Work item:
In the entries that follow, find every line containing "ProjectModel" and copy it.

Input for this task:
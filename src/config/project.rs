//! Project model: stages, regions and functions to prune

use serde::{Deserialize, Serialize};
use std::path::{Path, PathBuf};
use std::time::Duration;

/// Deployed name used when a function does not define its own template
pub const DEFAULT_NAME_TEMPLATE: &str = "${project}-${function}";

/// Read-only view of the project the prune engine works against
pub trait ProjectModel: Send + Sync {
    fn stages(&self) -> &[StageConfig];

    /// Regions configured for a stage, empty for an unknown stage
    fn regions(&self, stage: &str) -> Vec<String>;

    fn functions(&self) -> &[FunctionConfig];

    fn function(&self, name: &str) -> Option<&FunctionConfig>;

    /// Provider-level name of `function` when deployed to `stage` in `region`
    fn deployed_name(&self, function: &FunctionConfig, stage: &str, region: &str) -> String;

    /// Functions implied by working from `dir`
    fn functions_in_context(&self, dir: &Path) -> Vec<&FunctionConfig>;
}

/// A deployment stage and the regions it is deployed to
#[derive(Debug, Clone, PartialEq, Eq, Serialize, Deserialize)]
pub struct StageConfig {
    pub name: String,
    #[serde(default)]
    pub regions: Vec<String>,
    /// AWS profile used for requests on behalf of this stage
    #[serde(default)]
    pub profile: Option<String>,
}

/// A logical function of the project
#[derive(Debug, Clone, PartialEq, Eq, Serialize, Deserialize)]
pub struct FunctionConfig {
    pub name: String,
    /// Directory of the function, relative to the project root
    #[serde(default)]
    pub path: Option<PathBuf>,
    /// Template for the deployed name, see [`DEFAULT_NAME_TEMPLATE`]
    #[serde(default)]
    pub deployed_name: Option<String>,
}

impl FunctionConfig {
    pub fn new(name: impl Into<String>) -> Self {
        Self {
            name: name.into(),
            path: None,
            deployed_name: None,
        }
    }

    pub fn with_path(mut self, path: impl Into<PathBuf>) -> Self {
        self.path = Some(path.into());
        self
    }

    pub fn with_deployed_name(mut self, template: impl Into<String>) -> Self {
        self.deployed_name = Some(template.into());
        self
    }
}

/// Defaults for prune runs, from the `[prune]` manifest section
#[derive(Debug, Clone, PartialEq, Eq, Serialize, Deserialize)]
pub struct PruneSettings {
    /// Versions to keep beyond aliased ones and `$LATEST`
    #[serde(default = "default_keep")]
    pub keep: usize,

    /// Delay before retrying a throttled request
    #[serde(default = "default_throttle_delay", with = "humantime_serde")]
    pub throttle_delay: Duration,

    /// Functions pruned at once within a region
    #[serde(default = "default_concurrency")]
    pub unit_concurrency: usize,

    /// Versions deleted at once within a function
    #[serde(default = "default_concurrency")]
    pub delete_concurrency: usize,
}

fn default_keep() -> usize {
    3
}

fn default_throttle_delay() -> Duration {
    crate::prune::retry::DEFAULT_THROTTLE_DELAY
}

fn default_concurrency() -> usize {
    crate::prune::scheduler::DEFAULT_CONCURRENCY
}

impl Default for PruneSettings {
    fn default() -> Self {
        Self {
            keep: default_keep(),
            throttle_delay: default_throttle_delay(),
            unit_concurrency: default_concurrency(),
            delete_concurrency: default_concurrency(),
        }
    }
}

/// A project loaded from a manifest
#[derive(Debug, Clone, PartialEq, Eq, Serialize, Deserialize)]
pub struct Project {
    pub name: String,
    #[serde(default)]
    pub stages: Vec<StageConfig>,
    #[serde(default)]
    pub functions: Vec<FunctionConfig>,
    #[serde(default)]
    pub prune: PruneSettings,
    /// Directory holding the manifest
    #[serde(skip)]
    pub root: PathBuf,
}

impl Project {
    pub fn new(name: impl Into<String>, root: impl Into<PathBuf>) -> Self {
        Self {
            name: name.into(),
            stages: Vec::new(),
            functions: Vec::new(),
            prune: PruneSettings::default(),
            root: root.into(),
        }
    }

    pub fn with_stage(mut self, name: &str, regions: &[&str]) -> Self {
        self.stages.push(StageConfig {
            name: name.to_string(),
            regions: regions.iter().map(|r| r.to_string()).collect(),
            profile: None,
        });
        self
    }

    pub fn with_function(mut self, function: FunctionConfig) -> Self {
        self.functions.push(function);
        self
    }

    /// Stage name to AWS profile, for stages that name one
    pub fn stage_profiles(&self) -> std::collections::HashMap<String, String> {
        self.stages
            .iter()
            .filter_map(|s| s.profile.clone().map(|p| (s.name.clone(), p)))
            .collect()
    }
}

impl ProjectModel for Project {
    fn stages(&self) -> &[StageConfig] {
        &self.stages
    }

    fn regions(&self, stage: &str) -> Vec<String> {
        self.stages
            .iter()
            .find(|s| s.name == stage)
            .map(|s| s.regions.clone())
            .unwrap_or_default()
    }

    fn functions(&self) -> &[FunctionConfig] {
        &self.functions
    }

    fn function(&self, name: &str) -> Option<&FunctionConfig> {
        self.functions.iter().find(|f| f.name == name)
    }

    fn deployed_name(&self, function: &FunctionConfig, stage: &str, region: &str) -> String {
        function
            .deployed_name
            .as_deref()
            .unwrap_or(DEFAULT_NAME_TEMPLATE)
            .replace("${project}", &self.name)
            .replace("${function}", &function.name)
            .replace("${stage}", stage)
            .replace("${region}", region)
    }

    fn functions_in_context(&self, dir: &Path) -> Vec<&FunctionConfig> {
        self.functions
            .iter()
            .filter(|function| match &function.path {
                Some(path) => {
                    let function_dir = self.root.join(path);
                    function_dir.starts_with(dir) || dir.starts_with(&function_dir)
                }
                // Without a directory a function is only implied from the project root
                None => self.root.starts_with(dir),
            })
            .collect()
    }
}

Solved problem:
pub trait ProjectModel: Send + Sync {
impl ProjectModel for Project {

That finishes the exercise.